[[ Data to use, beginning ]]
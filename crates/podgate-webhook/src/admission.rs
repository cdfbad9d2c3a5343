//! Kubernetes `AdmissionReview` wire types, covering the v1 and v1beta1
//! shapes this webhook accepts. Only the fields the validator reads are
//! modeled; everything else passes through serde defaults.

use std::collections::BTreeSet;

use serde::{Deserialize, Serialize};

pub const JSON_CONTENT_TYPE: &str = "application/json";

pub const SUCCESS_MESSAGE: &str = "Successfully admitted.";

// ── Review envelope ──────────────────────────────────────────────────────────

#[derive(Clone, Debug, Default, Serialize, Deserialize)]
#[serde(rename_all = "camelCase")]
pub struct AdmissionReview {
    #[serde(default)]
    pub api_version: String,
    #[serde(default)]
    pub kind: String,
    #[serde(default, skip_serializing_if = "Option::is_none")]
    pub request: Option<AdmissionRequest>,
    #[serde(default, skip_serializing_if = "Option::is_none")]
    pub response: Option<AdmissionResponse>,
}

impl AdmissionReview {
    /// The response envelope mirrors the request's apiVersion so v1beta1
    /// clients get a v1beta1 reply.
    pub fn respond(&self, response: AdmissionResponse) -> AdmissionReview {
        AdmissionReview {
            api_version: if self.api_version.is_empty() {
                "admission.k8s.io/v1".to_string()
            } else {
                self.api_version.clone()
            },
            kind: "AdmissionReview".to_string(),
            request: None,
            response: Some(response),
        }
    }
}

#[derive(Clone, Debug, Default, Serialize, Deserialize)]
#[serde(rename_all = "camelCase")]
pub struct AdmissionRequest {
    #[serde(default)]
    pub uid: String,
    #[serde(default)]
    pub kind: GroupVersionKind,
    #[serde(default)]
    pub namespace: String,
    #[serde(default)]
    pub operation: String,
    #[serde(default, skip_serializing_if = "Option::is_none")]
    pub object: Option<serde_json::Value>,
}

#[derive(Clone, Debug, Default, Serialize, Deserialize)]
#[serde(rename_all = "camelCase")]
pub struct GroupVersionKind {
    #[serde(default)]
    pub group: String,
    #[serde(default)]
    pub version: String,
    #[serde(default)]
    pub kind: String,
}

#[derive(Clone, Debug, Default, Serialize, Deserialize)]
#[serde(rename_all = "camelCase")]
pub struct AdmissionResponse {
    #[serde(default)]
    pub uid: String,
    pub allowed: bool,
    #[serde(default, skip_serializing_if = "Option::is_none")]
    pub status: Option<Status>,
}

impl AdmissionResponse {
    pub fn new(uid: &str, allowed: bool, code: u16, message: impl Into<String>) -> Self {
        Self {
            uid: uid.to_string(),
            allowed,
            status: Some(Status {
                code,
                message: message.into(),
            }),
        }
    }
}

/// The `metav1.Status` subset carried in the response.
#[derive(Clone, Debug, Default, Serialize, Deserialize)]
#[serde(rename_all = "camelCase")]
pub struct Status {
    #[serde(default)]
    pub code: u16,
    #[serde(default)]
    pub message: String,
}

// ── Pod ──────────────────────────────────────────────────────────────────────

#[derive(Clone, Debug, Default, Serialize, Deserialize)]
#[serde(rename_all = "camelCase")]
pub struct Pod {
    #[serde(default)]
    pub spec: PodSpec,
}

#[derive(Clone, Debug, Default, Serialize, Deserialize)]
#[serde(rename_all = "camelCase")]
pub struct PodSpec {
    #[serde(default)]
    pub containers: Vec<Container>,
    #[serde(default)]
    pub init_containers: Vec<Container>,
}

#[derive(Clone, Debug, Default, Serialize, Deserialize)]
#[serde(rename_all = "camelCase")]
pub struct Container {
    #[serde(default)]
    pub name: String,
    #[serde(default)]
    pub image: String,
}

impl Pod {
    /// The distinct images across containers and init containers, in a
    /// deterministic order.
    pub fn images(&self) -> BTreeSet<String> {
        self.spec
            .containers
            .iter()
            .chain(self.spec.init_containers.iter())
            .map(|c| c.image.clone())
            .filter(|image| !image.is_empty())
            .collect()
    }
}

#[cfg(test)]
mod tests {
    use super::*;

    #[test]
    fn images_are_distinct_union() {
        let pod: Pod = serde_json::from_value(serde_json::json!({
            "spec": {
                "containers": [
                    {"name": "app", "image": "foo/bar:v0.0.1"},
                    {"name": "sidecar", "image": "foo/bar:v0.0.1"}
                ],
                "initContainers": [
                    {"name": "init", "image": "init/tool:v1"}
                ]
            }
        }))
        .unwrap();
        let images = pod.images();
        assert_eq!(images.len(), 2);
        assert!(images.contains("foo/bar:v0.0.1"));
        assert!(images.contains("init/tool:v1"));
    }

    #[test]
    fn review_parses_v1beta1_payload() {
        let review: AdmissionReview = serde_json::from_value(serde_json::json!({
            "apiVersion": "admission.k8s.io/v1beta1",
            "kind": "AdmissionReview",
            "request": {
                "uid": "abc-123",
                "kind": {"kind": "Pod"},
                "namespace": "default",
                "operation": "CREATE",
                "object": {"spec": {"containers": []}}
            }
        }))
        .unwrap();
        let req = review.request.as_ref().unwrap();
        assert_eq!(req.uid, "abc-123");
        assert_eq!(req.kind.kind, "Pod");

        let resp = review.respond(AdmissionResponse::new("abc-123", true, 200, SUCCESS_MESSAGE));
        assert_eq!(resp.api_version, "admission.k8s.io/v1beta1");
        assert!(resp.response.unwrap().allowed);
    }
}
[[ Data to use, end ]]
About this task: Write out all the records above again, exactly as they stand.

Exercise answer:
filename crates/podgate-webhook/src/admission.rs
repository cdfbad9d2c3a5343
//! Kubernetes `AdmissionReview` wire types, covering the v1 and v1beta1
//! shapes this webhook accepts. Only the fields the validator reads are
//! modeled; everything else passes through serde defaults.

use std::collections::BTreeSet;

use serde::{Deserialize, Serialize};

pub const JSON_CONTENT_TYPE: &str = "application/json";

pub const SUCCESS_MESSAGE: &str = "Successfully admitted.";

// ── Review envelope ──────────────────────────────────────────────────────────

#[derive(Clone, Debug, Default, Serialize, Deserialize)]
#[serde(rename_all = "camelCase")]
pub struct AdmissionReview {
    #[serde(default)]
    pub api_version: String,
    #[serde(default)]
    pub kind: String,
    #[serde(default, skip_serializing_if = "Option::is_none")]
    pub request: Option<AdmissionRequest>,
    #[serde(default, skip_serializing_if = "Option::is_none")]
    pub response: Option<AdmissionResponse>,
}

impl AdmissionReview {
    /// The response envelope mirrors the request's apiVersion so v1beta1
    /// clients get a v1beta1 reply.
    pub fn respond(&self, response: AdmissionResponse) -> AdmissionReview {
        AdmissionReview {
            api_version: if self.api_version.is_empty() {
                "admission.k8s.io/v1".to_string()
            } else {
                self.api_version.clone()
            },
            kind: "AdmissionReview".to_string(),
            request: None,
            response: Some(response),
        }
    }
}

#[derive(Clone, Debug, Default, Serialize, Deserialize)]
#[serde(rename_all = "camelCase")]
pub struct AdmissionRequest {
    #[serde(default)]
    pub uid: String,
    #[serde(default)]
    pub kind: GroupVersionKind,
    #[serde(default)]
    pub namespace: String,
    #[serde(default)]
    pub operation: String,
    #[serde(default, skip_serializing_if = "Option::is_none")]
    pub object: Option<serde_json::Value>,
}

#[derive(Clone, Debug, Default, Serialize, Deserialize)]
#[serde(rename_all = "camelCase")]
pub struct GroupVersionKind {
    #[serde(default)]
    pub group: String,
    #[serde(default)]
    pub version: String,
    #[serde(default)]
    pub kind: String,
}

#[derive(Clone, Debug, Default, Serialize, Deserialize)]
#[serde(rename_all = "camelCase")]
pub struct AdmissionResponse {
    #[serde(default)]
    pub uid: String,
    pub allowed: bool,
    #[serde(default, skip_serializing_if = "Option::is_none")]
    pub status: Option<Status>,
}

impl AdmissionResponse {
    pub fn new(uid: &str, allowed: bool, code: u16, message: impl Into<String>) -> Self {
        Self {
            uid: uid.to_string(),
            allowed,
            status: Some(Status {
                code,
                message: message.into(),
            }),
        }
    }
}

/// The `metav1.Status` subset carried in the response.
#[derive(Clone, Debug, Default, Serialize, Deserialize)]
#[serde(rename_all = "camelCase")]
pub struct Status {
    #[serde(default)]
    pub code: u16,
    #[serde(default)]
    pub message: String,
}

// ── Pod ──────────────────────────────────────────────────────────────────────

#[derive(Clone, Debug, Default, Serialize, Deserialize)]
#[serde(rename_all = "camelCase")]
pub struct Pod {
    #[serde(default)]
    pub spec: PodSpec,
}

#[derive(Clone, Debug, Default, Serialize, Deserialize)]
#[serde(rename_all = "camelCase")]
pub struct PodSpec {
    #[serde(default)]
    pub containers: Vec<Container>,
    #[serde(default)]
    pub init_containers: Vec<Container>,
}

#[derive(Clone, Debug, Default, Serialize, Deserialize)]
#[serde(rename_all = "camelCase")]
pub struct Container {
    #[serde(default)]
    pub name: String,
    #[serde(default)]
    pub image: String,
}

impl Pod {
    /// The distinct images across containers and init containers, in a
    /// deterministic order.
    pub fn images(&self) -> BTreeSet<String> {
        self.spec
            .containers
            .iter()
            .chain(self.spec.init_containers.iter())
            .map(|c| c.image.clone())
            .filter(|image| !image.is_empty())
            .collect()
    }
}

#[cfg(test)]
mod tests {
    use super::*;

    #[test]
    fn images_are_distinct_union() {
        let pod: Pod = serde_json::from_value(serde_json::json!({
            "spec": {
                "containers": [
                    {"name": "app", "image": "foo/bar:v0.0.1"},
                    {"name": "sidecar", "image": "foo/bar:v0.0.1"}
                ],
                "initContainers": [
                    {"name": "init", "image": "init/tool:v1"}
                ]
            }
        }))
        .unwrap();
        let images = pod.images();
        assert_eq!(images.len(), 2);
        assert!(images.contains("foo/bar:v0.0.1"));
        assert!(images.contains("init/tool:v1"));
    }

    #[test]
    fn review_parses_v1beta1_payload() {
        let review: AdmissionReview = serde_json::from_value(serde_json::json!({
            "apiVersion": "admission.k8s.io/v1beta1",
            "kind": "AdmissionReview",
            "request": {
                "uid": "abc-123",
                "kind": {"kind": "Pod"},
                "namespace": "default",
                "operation": "CREATE",
                "object": {"spec": {"containers": []}}
            }
        }))
        .unwrap();
        let req = review.request.as_ref().unwrap();
        assert_eq!(req.uid, "abc-123");
        assert_eq!(req.kind.kind, "Pod");

        let resp = review.respond(AdmissionResponse::new("abc-123", true, 200, SUCCESS_MESSAGE));
        assert_eq!(resp.api_version, "admission.k8s.io/v1beta1");
        assert!(resp.response.unwrap().allowed);
    }
}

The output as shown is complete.